Fonda sorry for Hanoi Jane image
NEW YORK - The reinvention of Jane Fonda as an
all-American conformist gathered pace
yesterday with the abandonment of one of
her longest-cherished positions, support
for the Viet Cong during the Vietnam war.
"I will go to my grave regretting the
photograph of me in an anti-aircraft carrier,
which looks like I was trying to shoot at
American planes," said the 62-year-old
Oscar-winning actress, referring to a 1972
picture of her with North Vietnamese
soldiers which earned her the soubriquet
of Hanoi Jane.
"It hurt so many soldiers. It galvanised
such hostility. It was the most horrible
thing I could possibly have done. It was
just thoughtless."
Fonda has rethought large areas of her life
recently, splitting up with her husband,
the CNN cable news founder Ted Turner,
and embracing Christianity.
"You have to be able to say 'I was wrong'.

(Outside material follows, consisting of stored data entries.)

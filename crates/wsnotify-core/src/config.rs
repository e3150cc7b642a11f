//! Client configuration.
//!
//! Values come from code, from any serde format, or from the environment:
//!
//! | Variable                              | Default                  |
//! |---------------------------------------|--------------------------|
//! | `WSNOTIFY_URI`                        | `ws://localhost:4242/ws` |
//! | `WSNOTIFY_CONNECT_TIMEOUT_SECS`       | `10`                     |
//! | `WSNOTIFY_NOTIFICATION_TIMEOUT_SECS`  | `5`                      |
//! | `WSNOTIFY_CLOSE_TIMEOUT_SECS`         | `2`                      |
//! | `WSNOTIFY_RECONNECT_ATTEMPTS`         | `3`                      |
//! | `WSNOTIFY_RECONNECT_DELAY_MS`         | `500`                    |

use std::str::FromStr;
use std::time::Duration;

use serde::{Deserialize, Serialize};

/// Settings for one notification client.
#[derive(Debug, Clone, PartialEq, Eq, Serialize, Deserialize)]
#[serde(default)]
pub struct ClientConfig {
    /// WebSocket endpoint.
    pub uri: String,
    /// Maximum time `connect` waits for the handshake.
    pub connect_timeout: Duration,
    /// Default budget for waiting on a single notification.
    pub notification_timeout: Duration,
    /// Maximum time `disconnect` waits for the peer's close reply.
    pub close_timeout: Duration,
    pub reconnect_attempts: u32,
    pub reconnect_delay: Duration,
}

impl Default for ClientConfig {
    fn default() -> Self {
        Self {
            uri: "ws://localhost:4242/ws".to_string(),
            connect_timeout: Duration::from_secs(10),
            notification_timeout: Duration::from_secs(5),
            close_timeout: Duration::from_secs(2),
            reconnect_attempts: 3,
            reconnect_delay: Duration::from_millis(500),
        }
    }
}

impl ClientConfig {
    pub fn new(uri: impl Into<String>) -> Self {
        Self {
            uri: uri.into(),
            ..Self::default()
        }
    }

    pub fn with_connect_timeout(mut self, timeout: Duration) -> Self {
        self.connect_timeout = timeout;
        self
    }

    pub fn with_notification_timeout(mut self, timeout: Duration) -> Self {
        self.notification_timeout = timeout;
        self
    }

    pub fn with_close_timeout(mut self, timeout: Duration) -> Self {
        self.close_timeout = timeout;
        self
    }

    pub fn with_reconnect(mut self, attempts: u32, delay: Duration) -> Self {
        self.reconnect_attempts = attempts;
        self.reconnect_delay = delay;
        self
    }

    /// Defaults overridden by `WSNOTIFY_*` environment variables.
    pub fn from_env() -> Self {
        Self::from_lookup(|key| std::env::var(key).ok())
    }

    /// Defaults overridden by whatever `lookup` returns for each `WSNOTIFY_*` key.
    ///
    /// Unparsable values are ignored with a warning.
    pub fn from_lookup<F>(lookup: F) -> Self
    where
        F: Fn(&str) -> Option<String>,
    {
        let mut config = Self::default();
        if let Some(uri) = lookup("WSNOTIFY_URI") {
            config.uri = uri;
        }
        if let Some(secs) = parse_var::<u64>(&lookup, "WSNOTIFY_CONNECT_TIMEOUT_SECS") {
            config.connect_timeout = Duration::from_secs(secs);
        }
        if let Some(secs) = parse_var::<u64>(&lookup, "WSNOTIFY_NOTIFICATION_TIMEOUT_SECS") {
            config.notification_timeout = Duration::from_secs(secs);
        }
        if let Some(secs) = parse_var::<u64>(&lookup, "WSNOTIFY_CLOSE_TIMEOUT_SECS") {
            config.close_timeout = Duration::from_secs(secs);
        }
        if let Some(attempts) = parse_var(&lookup, "WSNOTIFY_RECONNECT_ATTEMPTS") {
            config.reconnect_attempts = attempts;
        }
        if let Some(ms) = parse_var::<u64>(&lookup, "WSNOTIFY_RECONNECT_DELAY_MS") {
            config.reconnect_delay = Duration::from_millis(ms);
        }
        config
    }
}

fn parse_var<T: FromStr>(lookup: &impl Fn(&str) -> Option<String>, key: &str) -> Option<T> {
    let raw = lookup(key)?;
    match raw.trim().parse() {
        Ok(value) => Some(value),
        Err(_) => {
            tracing::warn!(key, value = %raw, "ignoring unparsable configuration value");
            None
        }
    }
}
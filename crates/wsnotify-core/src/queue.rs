//! Unbounded FIFO hand-off between the transport thread and test code.

use std::time::Duration;

use crossbeam_channel::{Receiver, RecvTimeoutError, Sender, TryRecvError, unbounded};

/// Thread-safe notification queue.
///
/// Enqueue never blocks and never fails: the queue owns both channel halves,
/// so the channel can never be disconnected while the queue is alive.
#[derive(Debug)]
pub struct NotificationQueue<T> {
    tx: Sender<T>,
    rx: Receiver<T>,
}

impl<T> NotificationQueue<T> {
    pub fn new() -> Self {
        let (tx, rx) = unbounded();
        Self { tx, rx }
    }

    pub fn enqueue(&self, notification: T) {
        // Cannot fail: `self.rx` keeps the channel connected.
        let _ = self.tx.send(notification);
    }

    /// Wait up to `timeout` for the next notification.
    ///
    /// Returns `None` when nothing arrived in time.
    pub fn dequeue(&self, timeout: Duration) -> Option<T> {
        match self.rx.recv_timeout(timeout) {
            Ok(notification) => Some(notification),
            Err(RecvTimeoutError::Timeout | RecvTimeoutError::Disconnected) => None,
        }
    }

    pub fn try_dequeue(&self) -> Option<T> {
        match self.rx.try_recv() {
            Ok(notification) => Some(notification),
            Err(TryRecvError::Empty | TryRecvError::Disconnected) => None,
        }
    }

    /// Discard the notifications queued when the call started.
    ///
    /// Entries enqueued while the clear runs may survive it. Returns the
    /// number of discarded notifications.
    pub fn clear(&self) -> usize {
        let snapshot = self.rx.len();
        let mut discarded = 0;
        while discarded < snapshot && self.rx.try_recv().is_ok() {
            discarded += 1;
        }
        discarded
    }

    pub fn len(&self) -> usize {
        self.rx.len()
    }

    pub fn is_empty(&self) -> bool {
        self.rx.is_empty()
    }
}

impl<T> Default for NotificationQueue<T> {
    fn default() -> Self {
        Self::new()
    }
}
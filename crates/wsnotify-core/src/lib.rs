//! Core types for wsnotify.
//!
//! This crate provides the transport-independent pieces of a real-time
//! notification client: the hand-off queue, the polling primitive, delivery
//! metrics, configuration and errors. `wsnotify-client` wires them to a
//! WebSocket transport.

mod config;
mod envelope;
mod error;
mod metrics;
pub mod poll;
mod queue;

pub use config::ClientConfig;
pub use envelope::{Envelope, RawEnvelope};
pub use error::{DecodeError, Error, PollTimeout, Result};
pub use metrics::{Counter, Metrics, MetricsSnapshot};
pub use poll::{PollSettings, wait_for, wait_for_some, wait_until};
pub use queue::NotificationQueue;

/// Connection lifecycle state.
#[derive(Debug, Clone, Copy, PartialEq, Eq)]
pub enum ConnectionState {
    /// No live transport.
    Disconnected,
    /// Handshake in progress.
    Connecting,
    /// Transport open and delivering.
    Connected,
}
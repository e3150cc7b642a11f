//! Notification envelopes.
//!
//! Servers push `{"type": ..., "data": {...}}` objects. Collaborators can
//! decode into their own tagged enum (`#[serde(tag = "type")]`) or use
//! [`Envelope`] when the payload shape is all they care about.

use serde::{Deserialize, Serialize};

/// A decoded notification: a `type` discriminator plus its payload.
///
/// Unknown fields on the wire are ignored.
#[derive(Debug, Clone, PartialEq, Serialize, Deserialize)]
pub struct Envelope<D> {
    #[serde(rename = "type")]
    pub kind: String,
    pub data: D,
}

impl<D> Envelope<D> {
    pub fn new(kind: impl Into<String>, data: D) -> Self {
        Self {
            kind: kind.into(),
            data,
        }
    }

    /// Check the discriminator.
    pub fn is(&self, kind: &str) -> bool {
        self.kind == kind
    }
}

/// An envelope whose payload is kept as raw JSON.
pub type RawEnvelope = Envelope<serde_json::Value>;
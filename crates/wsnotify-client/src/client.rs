//! Connection manager.

use std::sync::atomic::{AtomicBool, Ordering};
use std::sync::{Arc, Mutex, MutexGuard, PoisonError};
use std::thread;
use std::time::{Duration, Instant};

use crossbeam_channel::{RecvTimeoutError, bounded};
use serde::de::DeserializeOwned;
use tokio_tungstenite::tungstenite::client::IntoClientRequest;
use tokio_tungstenite::tungstenite::handshake::client::Request;
use wsnotify_core::poll::{self, PollSettings};
use wsnotify_core::{
    ClientConfig, ConnectionState, Error, Metrics, MetricsSnapshot, NotificationQueue, PollTimeout,
    Result,
};

use crate::connection::Connection;
use crate::hooks::{NoHooks, NotificationHooks};
use crate::pipeline::Pipeline;

/// Longest single dequeue while waiting for a notification.
const NOTIFICATION_SLICE: Duration = Duration::from_millis(100);

/// A WebSocket client that decodes pushed messages into `T` and buffers them.
///
/// All methods take `&self`; share the client between setup, test body and
/// teardown threads with an `Arc`. Connect and disconnect are serialized by
/// one lock that guards only the connection slot. Consumers never touch that
/// lock: they read from a lock-free queue.
pub struct NotificationClient<T> {
    config: ClientConfig,
    slot: Mutex<Option<Connection>>,
    connecting: AtomicBool,
    queue: Arc<NotificationQueue<T>>,
    metrics: Arc<Metrics>,
    pipeline: Pipeline<T>,
}

impl<T> NotificationClient<T>
where
    T: DeserializeOwned + Clone + Send + 'static,
{
    pub fn new(config: ClientConfig) -> Self {
        Self::with_hooks(config, NoHooks)
    }

    pub fn with_hooks(config: ClientConfig, hooks: impl NotificationHooks<T> + 'static) -> Self {
        let queue = Arc::new(NotificationQueue::new());
        let metrics = Arc::new(Metrics::new());
        let pipeline = Pipeline::new(Arc::clone(&queue), Arc::clone(&metrics), Arc::new(hooks));
        Self {
            config,
            slot: Mutex::new(None),
            connecting: AtomicBool::new(false),
            queue,
            metrics,
            pipeline,
        }
    }

    pub fn config(&self) -> &ClientConfig {
        &self.config
    }

    /// Open the connection, blocking until the handshake completes.
    ///
    /// Returns immediately if already connected. Fails with
    /// [`Error::ConnectionTimeout`] when the handshake does not finish within
    /// the configured connect timeout; the client is then disconnected and
    /// `connect` may be retried.
    pub fn connect(&self) -> Result<()> {
        let request = self.request()?;

        let (connection, error) = {
            let mut slot = self.lock();
            if slot.as_ref().is_some_and(Connection::is_open) {
                return Ok(());
            }
            if let Some(mut stale) = slot.take() {
                tracing::debug!("closing stale connection");
                stale.shutdown();
            }

            self.connecting.store(true, Ordering::Release);
            let attempt = self.open(request);
            self.connecting.store(false, Ordering::Release);

            match attempt {
                Ok(connection) => {
                    *slot = Some(connection);
                    tracing::info!(uri = %self.config.uri, "connected");
                    return Ok(());
                }
                Err(failed) => failed,
            }
        };

        // Joined outside the lock: the session thread may be inside a hook
        // that queries the client.
        if let Some(connection) = connection {
            connection.close();
        }
        Err(error)
    }

    /// Spawn a session and wait on its open gate. On failure the half-open
    /// session, if any, is returned for closing.
    fn open(
        &self,
        request: Request,
    ) -> std::result::Result<Connection, (Option<Connection>, Error)> {
        let timeout = self.config.connect_timeout;
        let (gate, opened) = bounded(1);
        let mut connection = Connection::spawn(
            request,
            self.pipeline.clone(),
            gate,
            self.config.close_timeout,
        )
        .map_err(|err| (None, err))?;

        let outcome = match opened.recv_timeout(timeout) {
            Ok(Ok(())) => return Ok(connection),
            Ok(Err(err)) => err,
            Err(RecvTimeoutError::Timeout) => {
                tracing::warn!(uri = %self.config.uri, ?timeout, "websocket connection timeout");
                Error::ConnectionTimeout {
                    uri: self.config.uri.clone(),
                    timeout,
                }
            }
            Err(RecvTimeoutError::Disconnected) => {
                Error::transport("transport exited before the handshake completed")
            }
        };
        connection.shutdown();
        Err((Some(connection), outcome))
    }

    fn request(&self) -> Result<Request> {
        self.config
            .uri
            .as_str()
            .into_client_request()
            .map_err(|err| Error::InvalidUri {
                uri: self.config.uri.clone(),
                reason: err.to_string(),
            })
    }

    /// Close the connection. Safe to call when already disconnected.
    pub fn disconnect(&self) {
        let connection = self.lock().take();
        if let Some(connection) = connection {
            connection.close();
            tracing::info!(uri = %self.config.uri, "disconnected");
        }
    }

    /// Drop the current connection and connect again, retrying up to the
    /// configured number of attempts.
    pub fn reconnect(&self) -> Result<()> {
        self.disconnect();
        let attempts = self.config.reconnect_attempts.max(1);
        let mut attempt = 1;
        loop {
            match self.connect() {
                Ok(()) => return Ok(()),
                Err(err @ Error::InvalidUri { .. }) => return Err(err),
                Err(err) if attempt >= attempts => return Err(err),
                Err(err) => {
                    tracing::warn!(attempt, attempts, %err, "reconnect attempt failed");
                    thread::sleep(self.config.reconnect_delay);
                    attempt += 1;
                }
            }
        }
    }

    pub fn is_connected(&self) -> bool {
        self.lock().as_ref().is_some_and(Connection::is_open)
    }

    pub fn state(&self) -> ConnectionState {
        if self.connecting.load(Ordering::Acquire) {
            ConnectionState::Connecting
        } else if self.is_connected() {
            ConnectionState::Connected
        } else {
            ConnectionState::Disconnected
        }
    }

    /// Wait up to `timeout` for the next notification.
    ///
    /// Returns `None` if nothing arrived in time; that is not an error.
    pub fn wait_for_notification(&self, timeout: Duration) -> Option<T> {
        self.poll_notification(timeout).ok()
    }

    /// Like [`wait_for_notification`](Self::wait_for_notification), but an
    /// empty wait is a [`Error::PollTimeout`].
    pub fn expect_notification(&self, timeout: Duration) -> Result<T> {
        Ok(self.poll_notification(timeout)?)
    }

    /// [`expect_notification`](Self::expect_notification) with the configured
    /// notification timeout.
    pub fn next_notification(&self) -> Result<T> {
        self.expect_notification(self.config.notification_timeout)
    }

    /// Receive exactly `count` notifications, allowing `timeout` for each.
    pub fn collect_notifications(&self, count: usize, timeout: Duration) -> Result<Vec<T>> {
        let mut received = Vec::with_capacity(count);
        while received.len() < count {
            match self.expect_notification(timeout) {
                Ok(notification) => received.push(notification),
                Err(err) => {
                    tracing::warn!(
                        received = received.len(),
                        expected = count,
                        "notifications missing"
                    );
                    return Err(err);
                }
            }
        }
        Ok(received)
    }

    fn poll_notification(&self, timeout: Duration) -> std::result::Result<T, PollTimeout> {
        let deadline = Instant::now() + timeout;
        poll::wait_for_some(
            || {
                let remaining = deadline.saturating_duration_since(Instant::now());
                self.queue.dequeue(remaining.min(NOTIFICATION_SLICE))
            },
            timeout,
            Duration::ZERO,
        )
    }

    /// Drain the queue until a sample finds it already empty.
    ///
    /// Used after connecting to discard anything the server replays before
    /// the test starts producing traffic.
    pub fn wait_for_quiet_queue(&self, settings: PollSettings) -> Result<()> {
        poll::wait_with(
            || {
                let size = self.queue.len();
                self.queue.clear();
                size
            },
            |size| *size == 0,
            settings,
        )?;
        Ok(())
    }

    /// Discard queued notifications. Returns how many were dropped.
    pub fn clear_notifications(&self) -> usize {
        self.queue.clear()
    }

    /// Zero both counters and clear the queue.
    ///
    /// A notification arriving while this runs may or may not survive.
    pub fn reset_metrics(&self) {
        self.metrics.reset();
        self.queue.clear();
    }

    pub fn messages_received_count(&self) -> u64 {
        self.metrics.messages_received.get()
    }

    pub fn errors_count(&self) -> u64 {
        self.metrics.errors.get()
    }

    pub fn queue_size(&self) -> usize {
        self.queue.len()
    }

    pub fn metrics(&self) -> MetricsSnapshot {
        self.metrics.snapshot()
    }
}

impl<T> NotificationClient<T> {
    fn lock(&self) -> MutexGuard<'_, Option<Connection>> {
        self.slot.lock().unwrap_or_else(PoisonError::into_inner)
    }
}

impl<T> Drop for NotificationClient<T> {
    fn drop(&mut self) {
        if let Some(connection) = self.lock().take() {
            connection.close();
        }
    }
}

You have to be able to accept
responsibility for your mistakes and learn
from them," she said in an interview with
the chat show personality Oprah Winfrey
in O magazine.
Fonda said that at the time of the Hanoi
picture she was living a "fun but rather
empty life" in France with her first
husband, the late film director Roger
Vadim.
Ed Croucher, executive director of the
Vietnam Veterans of America, was
unimpressed by her change of heart.
"There are many of us who will never
forgive her for what she did," he said.
"Because of her, prisoners were tortured
or denied basic necessities.
"She could start by helping the groups
she harmed the most, such as surviving
prisoners of war or the families of those
who died in captivity."
Fonda said of her conversion to
Christianity: "It's been difficult. People
come up to me in airports and throw their
arms around me."
The former apostle of the 1980s fitness
video-tape industry also said that she was
bulimic up to the age of 36. "I think I lived
on apple peels and the crust of bread
because if I went any further into the food
there'd be no stopping.
"It has something to do with living a lie.
Not being authentic. Faking it. It's like
becoming a woman and then rejecting it.
Like alcoholism, it's a disease of denial."
By Michael Ellison - The Guardian - June 22, 2000.